Retour aux fondamentaux : le client d’abord !
Quinze mille conducteurs sondés dans le monde, autant de codes culturels et d’usages différents de la voiture, et pourtant, cinq propositions communes dans 13 pays du monde ressortent de ce très instructif sondage de l’Observatoire Cetelem.
Comment relancer les ventes en berne ? Avec des voitures plus simples, moins chères, dotées de moins de contenus technologiques superflus, mais mieux subventionné s’il s’agit d’un véhicule électrique. Retenons un seul mot d’ordre censé guider l’industrie : il faut écouter le client…
Les ventes de véhicules neufs accusent un déficit de renouvellement de plus de 20 millions de véhicules en Europe depuis 2020, entraînant un effet négatif sur les taux d’occupation des usines sous-utilisées, une casse sociale avec des fermetures d'usines et des délocalisations. Le contexte géopolitique et économique de la planète, au sens large, n’est pas plus rassurant. Les ventes de VE stagnent en raison de prix élevés et d'une résistance au changement des consommateurs. Les subventions gouvernementales diminuent, affectant la demande pour les VE. Pendant ce temps, la Chine exporte massivement ses véhicules, notamment électriques et largement subventionnés, entraînant une guerre des prix et réduisant les marges bénéficiaires.

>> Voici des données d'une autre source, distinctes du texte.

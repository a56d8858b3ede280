use chrono::{Datelike, Days, NaiveDate, TimeZone};
use serde::Serialize;

use crate::intake::IntakeEvent;

#[derive(Debug, Clone, PartialEq, Serialize)]
pub struct DailyProgress {
    pub date: NaiveDate,
    pub total_ml: u32,
    pub goal_ml: u32,
    /// Capped at 100.
    pub percentage: f64,
    pub events: Vec<IntakeEvent>,
}

impl DailyProgress {
    pub fn for_date<Tz: TimeZone>(
        events: &[IntakeEvent],
        goal_ml: u32,
        date: NaiveDate,
        tz: &Tz,
    ) -> Self {
        let mut events: Vec<IntakeEvent> = events
            .iter()
            .filter(|event| event.local_date(tz) == date)
            .copied()
            .collect();
        events.sort_by_key(|event| event.timestamp);

        let total_ml = events.iter().map(|event| event.amount_ml).sum();

        Self {
            date,
            total_ml,
            goal_ml,
            percentage: percentage(total_ml, goal_ml),
            events,
        }
    }

    pub fn remaining_ml(&self) -> u32 {
        self.goal_ml.saturating_sub(self.total_ml)
    }

    pub fn is_goal_reached(&self) -> bool {
        self.percentage >= 100.0
    }

    pub fn petals_completed(&self, total_petals: u32) -> u32 {
        (self.percentage / 100.0 * f64::from(total_petals)).floor() as u32
    }

    pub fn average_sip_ml(&self) -> Option<u32> {
        let count = u32::try_from(self.events.len()).ok().filter(|count| *count > 0)?;
        Some((f64::from(self.total_ml) / f64::from(count)).round() as u32)
    }
}

fn percentage(total_ml: u32, goal_ml: u32) -> f64 {
    if goal_ml == 0 {
        return if total_ml > 0 { 100.0 } else { 0.0 };
    }

    (f64::from(total_ml) * 100.0 / f64::from(goal_ml)).min(100.0)
}

/// Seven days of progress, starting on the Sunday of the week containing `today`.
pub fn weekly_progress<Tz: TimeZone>(
    events: &[IntakeEvent],
    goal_ml: u32,
    today: NaiveDate,
    tz: &Tz,
) -> Vec<DailyProgress> {
    let week_start = today - Days::new(u64::from(today.weekday().num_days_from_sunday()));

    week_start
        .iter_days()
        .take(7)
        .map(|date| DailyProgress::for_date(events, goal_ml, date, tz))
        .collect()
}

Dans ce contexte, les conclusions de l’Observatoire Cetelem, après un sondage réalisé auprès de 15 774 personnes sondées en ligne pendant 12 jours dans 13 pays (9 en Europe + Etats-Unis, Japon, Chine et Turquie), s’alignent sur le principe de l’efficacité par la simplicité.

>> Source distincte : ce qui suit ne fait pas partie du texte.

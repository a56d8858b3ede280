use std::{io::ErrorKind, marker::PhantomData, path::PathBuf};

use async_trait::async_trait;
use serde::{Serialize, de::DeserializeOwned};
use tokio::sync::Mutex;

use crate::{StorageError, tiered::StoreTier};

/// Keeps every entry of one collection in a single JSON file.
///
/// The whole file is rewritten on each put through a temporary file, so a
/// crash never leaves a half-written collection behind.
pub struct JsonFileTier<K, V> {
    path: PathBuf,
    lock: Mutex<()>,
    _entries: PhantomData<fn() -> (K, V)>,
}

impl<K, V> JsonFileTier<K, V>
where
    K: Serialize + DeserializeOwned + PartialEq + Send + Sync,
    V: Serialize + DeserializeOwned + Send + Sync,
{
    pub fn new(path: impl Into<PathBuf>) -> Self {
        Self {
            path: path.into(),
            lock: Mutex::new(()),
            _entries: PhantomData,
        }
    }

    async fn read_entries(&self) -> Result<Vec<(K, V)>, StorageError> {
        match tokio::fs::read(&self.path).await {
            Ok(bytes) => Ok(serde_json::from_slice(&bytes)?),
            Err(err) if err.kind() == ErrorKind::NotFound => Ok(Vec::new()),
            Err(err) => Err(err.into()),
        }
    }

    async fn write_entries(&self, entries: &[(K, V)]) -> Result<(), StorageError> {
        if let Some(parent) = self.path.parent() {
            tokio::fs::create_dir_all(parent).await?;
        }

        let tmp_path = self.path.with_extension("json.tmp");
        tokio::fs::write(&tmp_path, serde_json::to_vec_pretty(entries)?).await?;
        tokio::fs::rename(&tmp_path, &self.path).await?;

        Ok(())
    }
}

#[async_trait]
impl<K, V> StoreTier<K, V> for JsonFileTier<K, V>
where
    K: Serialize + DeserializeOwned + PartialEq + Clone + Send + Sync + 'static,
    V: Serialize + DeserializeOwned + Send + Sync + 'static,
{
    async fn get(&self, key: &K) -> Result<Option<V>, StorageError> {
        let _guard = self.lock.lock().await;
        let entries = self.read_entries().await?;

        Ok(entries
            .into_iter()
            .find_map(|(entry_key, value)| (entry_key == *key).then_some(value)))
    }

    async fn put(&self, key: K, value: V) -> Result<(), StorageError> {
        let _guard = self.lock.lock().await;
        let mut entries = self.read_entries().await?;

        match entries.iter_mut().find(|(entry_key, _)| *entry_key == key) {
            Some((_, existing)) => *existing = value,
            None => entries.push((key, value)),
        }

        self.write_entries(&entries).await
    }

    async fn keys(&self) -> Result<Vec<K>, StorageError> {
        let _guard = self.lock.lock().await;
        let entries = self.read_entries().await?;

        Ok(entries.into_iter().map(|(key, _)| key).collect())
    }
}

Baisser le prix en priorité
C’est unanime : 89 % des sondés jugent les prix des véhicules neufs trop élevés ! Seule la Chine se démarque (55 %) avec des clients plutôt satisfaits sur un marché hyper-subventionné. Reste qu’en Europe, ils sont 60 % à penser que cette hausse n'est pas justifiée. Entre 2000 et 2019, les prix ont en effet augmenté deux fois plus vite que l'inflation, avec une accélération depuis 2020, et une illusion de "pricing power" pendant la pénurie de composants électroniques. Beaucoup pensent que les constructeurs ont donc « profité de cette période pour augmenter leurs marges ». Conséquence : 74 % estiment que le prix diminué d’un véhicule passe par la baisse des marges des constructeurs… Tout en admettant que pour agir sur le prix, il faut agir sur le lieu de production. Autre conséquence : ils sont 58 % à souligner la nécessité de fabriquer en série dans les pays à bas coût de main-d’œuvre, même en prenant en compte la problématique sociale et environnementale. Le Japon est en revanche le plus attaché à une production nationale, avec seulement 42 % des sondés prêts à délocaliser…

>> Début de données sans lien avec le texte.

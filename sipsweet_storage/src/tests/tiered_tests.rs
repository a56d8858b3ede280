use std::sync::Arc;

use chrono::{DateTime, Utc};

use super::{FlakyTier, utc};
use crate::{ConflictPolicy, InMemoryTier, StoreTier, SyncReport, Syncable, TieredStore};

#[derive(Debug, Clone, PartialEq, Eq)]
struct Note {
    text: &'static str,
    updated_at: DateTime<Utc>,
}

impl Syncable for Note {
    fn updated_at(&self) -> DateTime<Utc> {
        self.updated_at
    }
}

fn note(text: &'static str, hour: u32) -> Note {
    Note {
        text,
        updated_at: utc(2025, 6, 2, hour, 0),
    }
}

struct TestContext {
    local: Arc<InMemoryTier<u32, Note>>,
    remote: Arc<FlakyTier<u32, Note>>,
    store: TieredStore<u32, Note>,
}

impl TestContext {
    fn new(policy: ConflictPolicy) -> Self {
        let local = Arc::new(InMemoryTier::new());
        let remote = FlakyTier::new();
        let store = TieredStore::new(local.clone(), remote.clone(), policy);

        Self {
            local,
            remote,
            store,
        }
    }
}

#[tokio::test]
async fn put_writes_through_to_both_tiers() {
    let ctx = TestContext::new(ConflictPolicy::LastWriteWins);

    ctx.store.put(1, note("first", 9)).await.unwrap();

    assert_eq!(ctx.local.get(&1).await.unwrap(), Some(note("first", 9)));
    assert_eq!(ctx.remote.get(&1).await.unwrap(), Some(note("first", 9)));
    assert!(!ctx.store.has_pending_changes().await);
}

#[tokio::test]
async fn offline_put_keeps_local_change_and_syncs_later() {
    let ctx = TestContext::new(ConflictPolicy::LastWriteWins);
    ctx.remote.set_online(false);

    ctx.store.put(1, note("offline", 9)).await.unwrap();

    assert!(ctx.store.has_pending_changes().await);
    assert_eq!(ctx.store.get(&1).await.unwrap(), Some(note("offline", 9)));

    let report = ctx.store.try_sync().await.unwrap();
    assert_eq!(report, SyncReport { synced: 0, failed: 1 });

    ctx.remote.set_online(true);
    let report = ctx.store.try_sync().await.unwrap();

    assert_eq!(report, SyncReport { synced: 1, failed: 0 });
    assert!(!ctx.store.has_pending_changes().await);
    assert_eq!(ctx.remote.get(&1).await.unwrap(), Some(note("offline", 9)));
}

#[tokio::test]
async fn read_falls_back_to_local_copy_when_remote_is_down() {
    let ctx = TestContext::new(ConflictPolicy::LastWriteWins);
    ctx.store.put(1, note("cached", 9)).await.unwrap();

    ctx.remote.set_online(false);

    assert_eq!(ctx.store.get(&1).await.unwrap(), Some(note("cached", 9)));
    assert_eq!(ctx.store.get(&2).await.unwrap(), None);
}

#[tokio::test]
async fn read_through_caches_remote_value_locally() {
    let ctx = TestContext::new(ConflictPolicy::LastWriteWins);
    ctx.remote.put(1, note("remote", 9)).await.unwrap();

    assert_eq!(ctx.store.get(&1).await.unwrap(), Some(note("remote", 9)));
    assert_eq!(ctx.local.get(&1).await.unwrap(), Some(note("remote", 9)));
}

#[tokio::test]
async fn last_write_wins_picks_newer_copy() {
    let ctx = TestContext::new(ConflictPolicy::LastWriteWins);
    ctx.local.put(1, note("old local", 8)).await.unwrap();
    ctx.remote.put(1, note("new remote", 10)).await.unwrap();

    assert_eq!(ctx.store.get(&1).await.unwrap(), Some(note("new remote", 10)));

    ctx.local.put(2, note("new local", 11)).await.unwrap();
    ctx.remote.put(2, note("old remote", 7)).await.unwrap();

    assert_eq!(ctx.store.get(&2).await.unwrap(), Some(note("new local", 11)));
}

#[tokio::test]
async fn explicit_preference_ignores_timestamps() {
    let ctx = TestContext::new(ConflictPolicy::PreferLocal);
    ctx.local.put(1, note("local", 8)).await.unwrap();
    ctx.remote.put(1, note("remote", 10)).await.unwrap();

    assert_eq!(ctx.store.get(&1).await.unwrap(), Some(note("local", 8)));

    let ctx = TestContext::new(ConflictPolicy::PreferRemote);
    ctx.local.put(1, note("local", 10)).await.unwrap();
    ctx.remote.put(1, note("remote", 8)).await.unwrap();

    assert_eq!(ctx.store.get(&1).await.unwrap(), Some(note("remote", 8)));
}

#[tokio::test]
async fn sync_resolves_against_newer_remote_copy() {
    let ctx = TestContext::new(ConflictPolicy::LastWriteWins);
    ctx.remote.set_online(false);
    ctx.store.put(1, note("stale offline edit", 8)).await.unwrap();

    ctx.remote.set_online(true);
    ctx.remote.put(1, note("newer elsewhere", 10)).await.unwrap();
    ctx.store.try_sync().await.unwrap();

    assert_eq!(ctx.local.get(&1).await.unwrap(), Some(note("newer elsewhere", 10)));
    assert_eq!(ctx.remote.get(&1).await.unwrap(), Some(note("newer elsewhere", 10)));
}

#[tokio::test]
async fn keys_are_collected_from_both_tiers() {
    let ctx = TestContext::new(ConflictPolicy::LastWriteWins);
    ctx.local.put(1, note("local", 8)).await.unwrap();
    ctx.remote.put(2, note("remote", 8)).await.unwrap();

    let mut keys = ctx.store.keys().await.unwrap();
    keys.sort();
    assert_eq!(keys, vec![1, 2]);

    ctx.remote.set_online(false);
    assert_eq!(ctx.store.keys().await.unwrap(), vec![1]);
}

Simplifier l'offre absolument
Dans le Top 5 des critères qui peuvent être réduits pour avec une voiture moins chère :
• 32 % veulent moins d’options (couleurs, jantes, sellerie…).
• 26 % veulent moins d’aides à la conduite (semi-autonome, capteurs, assistant de stationnement, de maintien de voie…).
• 24 % veulent des véhicules plus petits.
• 23 % souhaitent moins de systèmes audios et multimédia.
• Enfin, pour 74% de ces clients mondiaux, une offre plus réduite de modèles, quitte à avoir moins de choix, serait la solution la plus judicieuse pour baisser le prix (81 % des Français et 72 % des Américains). Et 64 % privilégieraient l’occasion et le véhicule reconditionné.
Des véhicules plus simples dans tous les sens du terme, pour réduire les coûts ! Une évidence pour le client, peut-être moins pour la marque…
Aides publiques : sortir du maquis fiscal
Le manque de clarté sur les aides publiques ou les changements intempestifs de règles sont un frein à l’achat ! Le client veut un dispositif financier durable, abordable et pour tous, particuliers comme entreprises, quitte à soutenir un encadrement des prix par les pouvoirs publiques (74 %).
• Seulement 53% pensent que les politiques publiques vont dans le bon sens (41 % en Italie, 44 % en France, chiffres similaires en Allemagne).
• 68 % des Européens jugent les règles sur les aides à l'achat et primes peu claires.
• 73 % constatent que "ça change tout le temps", ce qui génère de l'attentisme, et réclament un retour en arrière sur des normes réglementaires complexes à mettre en œuvre.
• 68 % des Français souhaitent le maintien des primes à l'achat, notamment pour les véhicules électriques.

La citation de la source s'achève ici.